Bug 11594

Summary: Assertion fails in r300_vertprog.c:438: r300TranslateVertexShader
Product: Mesa Reporter: WolfgangKoebler <wk-list>
Component: Drivers/DRI/r300Assignee: Default DRI bug account <dri-devel>
Status: RESOLVED FIXED QA Contact:
Severity: normal    
Priority: medium    
Version: git   
Hardware: x86 (IA32)   
OS: Linux (All)   
Whiteboard:
i915 platform: i915 features:
Attachments: crash backtrace (in gdb)
more verbose crash log (with mesa debug build + DEBUG_VP)
Patch that should make vertex programs with no pos work again.
Fixes a problem with the last patch. This should bee better.

Description WolfgangKoebler 2007-07-13 14:46:41 UTC
When executing Planeshift (3.019) I got a assertion (AFAIR) just after joining the game (seems reproduceable, but cant test now as server is down). Assertion fails in r300_vertprog.c:438: r300TranslateVertexShader in Mesa CVS 2007-07-13 (ati r300 dri).

psc: r300_vertprog.c:438: r300TranslateVertexShader: Assertion `vp->key.OutputsWritten & (1 << 0)' failed.

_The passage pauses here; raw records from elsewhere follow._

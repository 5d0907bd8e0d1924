//! Consumption Vectors and Aggregation
//!
//! A consumption vector records meals per week for each food
//! category. Aggregation multiplies it against an impact table and
//! sums, producing a per-category breakdown and a dimension total.

use serde::{Deserialize, Serialize};
use std::collections::HashMap;

use crate::food::FoodCategory;
use crate::tables::ImpactTable;

/// Upper bound on meals per week for a single category, matching the
/// slider range in the calculator UI.
pub const MAX_MEALS_PER_WEEK: u32 = 10;

/// Weekly meal counts per food category. Unset categories are zero.
#[derive(Debug, Clone, Default, PartialEq, Eq, Serialize, Deserialize)]
#[serde(transparent)]
pub struct ConsumptionVector(HashMap<FoodCategory, u32>);

impl ConsumptionVector {
    pub fn new() -> Self {
        Self::default()
    }

    /// Builds a vector from (category, meals) pairs, clamping each
    /// count to [`MAX_MEALS_PER_WEEK`].
    pub fn from_entries(entries: &[(FoodCategory, u32)]) -> Self {
        let mut vector = Self::new();
        for &(category, meals) in entries {
            vector.set(category, meals);
        }
        vector
    }

    /// Sets the weekly meal count for a category, clamped to the
    /// slider cap. A zero count removes the entry.
    pub fn set(&mut self, category: FoodCategory, meals: u32) {
        let meals = meals.min(MAX_MEALS_PER_WEEK);
        if meals == 0 {
            self.0.remove(&category);
        } else {
            self.0.insert(category, meals);
        }
    }

    /// Weekly meal count for a category.
    pub fn get(&self, category: FoodCategory) -> u32 {
        self.0.get(&category).copied().unwrap_or(0)
    }

    /// True if every category is zero.
    pub fn is_empty(&self) -> bool {
        self.0.is_empty()
    }

    /// Pointwise sum of two vectors, each entry clamped to the cap.
    pub fn combine(&self, other: &ConsumptionVector) -> ConsumptionVector {
        let mut combined = ConsumptionVector::new();
        for category in FoodCategory::ALL {
            combined.set(category, self.get(category) + other.get(category));
        }
        combined
    }
}

/// Impact contribution of a single food category.
#[derive(Debug, Clone, PartialEq, Serialize)]
pub struct CategoryImpact {
    pub category: FoodCategory,
    /// Weekly meal count that produced this contribution.
    pub meals: u32,
    /// meals x per-meal magnitude.
    pub amount: f64,
}

/// Aggregated result for one dimension.
#[derive(Debug, Clone, PartialEq, Serialize)]
pub struct DimensionBreakdown {
    /// Contributions for categories with nonzero consumption, in
    /// [`FoodCategory::ALL`] order.
    pub per_category: Vec<CategoryImpact>,
    /// Sum over all categories, zero-consumption entries included as
    /// zero.
    pub total: f64,
}

/// Multiplies consumption against a table and sums.
///
/// Pure and total: absent categories count as zero, so there is no
/// error path.
pub fn aggregate(consumption: &ConsumptionVector, table: &ImpactTable) -> DimensionBreakdown {
    let mut per_category = Vec::new();
    let mut total = 0.0;
    for category in FoodCategory::ALL {
        let meals = consumption.get(category);
        let amount = f64::from(meals) * table.get(category);
        total += amount;
        if meals > 0 {
            per_category.push(CategoryImpact {
                category,
                meals,
                amount,
            });
        }
    }
    DimensionBreakdown { per_category, total }
}

#[cfg(test)]
mod tests {
    use super::*;
    use crate::tables::EnvironmentalTables;

    #[test]
    fn test_all_zero_consumption_totals_zero() {
        let consumption = ConsumptionVector::new();
        let tables = EnvironmentalTables::default();
        assert_eq!(aggregate(&consumption, &tables.water).total, 0.0);
        assert_eq!(aggregate(&consumption, &tables.carbon).total, 0.0);
        assert!(aggregate(&consumption, &tables.land).per_category.is_empty());
    }

    #[test]
    fn test_two_beef_meals_water() {
        let consumption = ConsumptionVector::from_entries(&[(FoodCategory::Beef, 2)]);
        let tables = EnvironmentalTables::default();
        let breakdown = aggregate(&consumption, &tables.water);
        assert_eq!(breakdown.total, 1320.0);
        assert_eq!(breakdown.per_category.len(), 1);
        assert_eq!(breakdown.per_category[0].category, FoodCategory::Beef);
        assert_eq!(breakdown.per_category[0].amount, 1320.0);
    }

    #[test]
    fn test_zero_categories_excluded_from_breakdown() {
        let consumption = ConsumptionVector::from_entries(&[
            (FoodCategory::Beef, 1),
            (FoodCategory::Milk, 3),
        ]);
        let tables = EnvironmentalTables::default();
        let breakdown = aggregate(&consumption, &tables.water);
        assert_eq!(breakdown.per_category.len(), 2);
        // ALL order: beef before milk
        assert_eq!(breakdown.per_category[0].category, FoodCategory::Beef);
        assert_eq!(breakdown.per_category[1].category, FoodCategory::Milk);
    }

    #[test]
    fn test_set_clamps_to_slider_cap() {
        let mut consumption = ConsumptionVector::new();
        consumption.set(FoodCategory::Chicken, 25);
        assert_eq!(consumption.get(FoodCategory::Chicken), MAX_MEALS_PER_WEEK);
    }

    #[test]
    fn test_set_zero_clears_entry() {
        let mut consumption = ConsumptionVector::new();
        consumption.set(FoodCategory::Fish, 4);
        consumption.set(FoodCategory::Fish, 0);
        assert!(consumption.is_empty());
    }

    #[test]
    fn test_aggregation_is_linear() {
        let c1 = ConsumptionVector::from_entries(&[
            (FoodCategory::Beef, 2),
            (FoodCategory::Eggs, 3),
        ]);
        let c2 = ConsumptionVector::from_entries(&[
            (FoodCategory::Beef, 1),
            (FoodCategory::Cheese, 5),
        ]);
        let combined = c1.combine(&c2);
        let tables = EnvironmentalTables::default();
        for table in [&tables.water, &tables.carbon, &tables.land, &tables.grain] {
            let lhs = aggregate(&combined, table).total;
            let rhs = aggregate(&c1, table).total + aggregate(&c2, table).total;
            assert!((lhs - rhs).abs() < 1e-9);
        }
    }
}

I ran it in gdb and did a backtrace (see attachment).

I am using a self-compiled Mesa CVS (date 2007-07-13) on Debian Etch with Radeon X300SE (ATI Technologies Inc RV370 5B60).
Comment 1 WolfgangKoebler 2007-07-13 14:47:36 UTC
Created attachment 10716 [details]
crash backtrace (in gdb)
Comment 2 WolfgangKoebler 2007-07-13 16:32:16 UTC
Hint: I just verified that the bug is easily reproducible. The assertion fails as soon as first 3d data should be displayed. (However the backtraces differ from time to time.)
Comment 3 WolfgangKoebler 2007-07-14 02:19:57 UTC
I removed the assertion from the code, compiled & installed mesa and run the game. The crash was gone, but the rendering was seriously broken (3d display mainly black). However I already had such a broken rendering with earlier mesa versions. There I could avoid them by configuring the game via a file called gldrivers.xml . So I changed this file (look below) and got 'normal' rendering again (there are always a few glitches, but not too many). Then I reenabled the assertion (+compile+install) and ran the game => no crash. I changed the config back again and => crash again (assertion failed).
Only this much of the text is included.